*** Opening Data records ***

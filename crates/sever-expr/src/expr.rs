use serde::{Deserialize, Serialize};

/// A literal value embedded directly in an expression tree.
#[derive(Debug, Clone, PartialEq, Serialize, Deserialize)]
pub enum Lit {
    /// A signed integer literal.
    Int(i64),
    /// A floating point literal.
    Float(f64),
    /// A boolean literal.
    Bool(bool),
    /// A string literal.
    Str(String),
    /// The null literal.
    Null,
}

/// Operator kinds available inside [`Expr::Operator`].
///
/// The set mirrors a conventional expression grammar: arithmetic,
/// comparison, boolean, and bitwise operators all share one tagged enum
/// rather than one variant per operator family, matching how move kinds are
/// enumerated elsewhere in this workspace.
#[derive(Debug, Clone, Copy, PartialEq, Eq, Serialize, Deserialize)]
pub enum OperatorKind {
    /// Arithmetic addition.
    Add,
    /// Arithmetic subtraction.
    Sub,
    /// Arithmetic multiplication.
    Mul,
    /// Arithmetic division.
    Div,
    /// Arithmetic remainder.
    Mod,
    /// Equality comparison.
    Eq,
    /// Inequality comparison.
    Ne,
    /// Less-than comparison.
    Lt,
    /// Less-than-or-equal comparison.
    Le,
    /// Greater-than comparison.
    Gt,
    /// Greater-than-or-equal comparison.
    Ge,
    /// Logical conjunction.
    And,
    /// Logical disjunction.
    Or,
    /// Logical negation (unary).
    Not,
    /// Bitwise AND.
    BitAnd,
    /// Bitwise OR.
    BitOr,
    /// Bitwise XOR.
    BitXor,
    /// Left shift.
    Shl,
    /// Right shift.
    Shr,
    /// Bitwise complement (unary).
    BitNot,
}

impl OperatorKind {
    /// Returns whether this operator takes exactly one argument.
    pub fn is_unary(&self) -> bool {
        matches!(self, OperatorKind::Not | OperatorKind::BitNot)
    }

    /// Returns a short machine-readable name for the operator.
    pub fn as_str(&self) -> &'static str {
        match self {
            OperatorKind::Add => "add",
            OperatorKind::Sub => "sub",
            OperatorKind::Mul => "mul",
            OperatorKind::Div => "div",
            OperatorKind::Mod => "mod",
            OperatorKind::Eq => "eq",
            OperatorKind::Ne => "ne",
            OperatorKind::Lt => "lt",
            OperatorKind::Le => "le",
            OperatorKind::Gt => "gt",
            OperatorKind::Ge => "ge",
            OperatorKind::And => "and",
            OperatorKind::Or => "or",
            OperatorKind::Not => "not",
            OperatorKind::BitAnd => "bitand",
            OperatorKind::BitOr => "bitor",
            OperatorKind::BitXor => "bitxor",
            OperatorKind::Shl => "shl",
            OperatorKind::Shr => "shr",
            OperatorKind::BitNot => "bitnot",
        }
    }
}

/// Target type of a [`Expr::Cast`] expression.
#[derive(Debug, Clone, Copy, PartialEq, Eq, Serialize, Deserialize)]
pub enum CastKind {
    /// Cast to a signed integer.
    Int,
    /// Cast to a floating point value.
    Float,
    /// Cast to a boolean.
    Bool,
    /// Cast to a string.
    Str,
}

/// A node in a Sever model expression tree.
///
/// `Expr` values are immutable once constructed; every lowering consumer
/// (autodiff, the dual evaluator, the graphical-model builder) only ever
/// reads a tree, it never mutates one in place.
#[derive(Debug, Clone, PartialEq, Serialize, Deserialize)]
pub enum Expr {
    /// A literal value.
    Literal(Lit),
    /// A reference to a named variable in scope.
    Variable(String),
    /// An operator application over one or more operands.
    Operator {
        /// The operator being applied.
        kind: OperatorKind,
        /// Operands, in left-to-right order.
        args: Vec<Expr>,
    },
    /// A call to a named built-in or user function.
    Call {
        /// Name of the function being called.
        name: String,
        /// Arguments passed to the function, in order.
        args: Vec<Expr>,
    },
    /// Indexing into an array-valued expression.
    Index {
        /// Expression producing the array being indexed.
        base: Box<Expr>,
        /// Expression producing the index.
        index: Box<Expr>,
    },
    /// Field access on a struct-valued expression.
    Field {
        /// Expression producing the struct being accessed.
        base: Box<Expr>,
        /// Name of the field being accessed.
        name: String,
    },
    /// A literal array of expressions.
    Array(Vec<Expr>),
    /// A type cast of a sub-expression.
    Cast {
        /// Expression being cast.
        value: Box<Expr>,
        /// Target type of the cast.
        target: CastKind,
    },
    /// A random-variable declaration drawing from a named distribution.
    Sample {
        /// Name of the distribution to draw from.
        distribution: String,
        /// Arguments supplied to the distribution's parameters, in order.
        args: Vec<Expr>,
    },
}

impl Expr {
    /// Convenience constructor for an integer literal.
    pub fn int(value: i64) -> Self {
        Expr::Literal(Lit::Int(value))
    }

    /// Convenience constructor for a floating point literal.
    pub fn float(value: f64) -> Self {
        Expr::Literal(Lit::Float(value))
    }

    /// Convenience constructor for a variable reference.
    pub fn var(name: impl Into<String>) -> Self {
        Expr::Variable(name.into())
    }

    /// Convenience constructor for a binary operator application.
    pub fn binary(kind: OperatorKind, lhs: Expr, rhs: Expr) -> Self {
        Expr::Operator {
            kind,
            args: vec![lhs, rhs],
        }
    }

    /// Convenience constructor for a unary operator application.
    pub fn unary(kind: OperatorKind, operand: Expr) -> Self {
        Expr::Operator {
            kind,
            args: vec![operand],
        }
    }

    /// Returns the direct children of this node, for generic tree walks.
    pub fn children(&self) -> Vec<&Expr> {
        match self {
            Expr::Literal(_) | Expr::Variable(_) => Vec::new(),
            Expr::Operator { args, .. } | Expr::Call { args, .. } | Expr::Array(args) => {
                args.iter().collect()
            }
            Expr::Index { base, index } => vec![base.as_ref(), index.as_ref()],
            Expr::Field { base, .. } => vec![base.as_ref()],
            Expr::Cast { value, .. } => vec![value.as_ref()],
            Expr::Sample { args, .. } => args.iter().collect(),
        }
    }
}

*** Closing Data records ***

* _Work item_:
In the listing above, which lines include the string "children"? Return every one of them.

* _Written solution_:
    /// Returns the direct children of this node, for generic tree walks.
    pub fn children(&self) -> Vec<&Expr> {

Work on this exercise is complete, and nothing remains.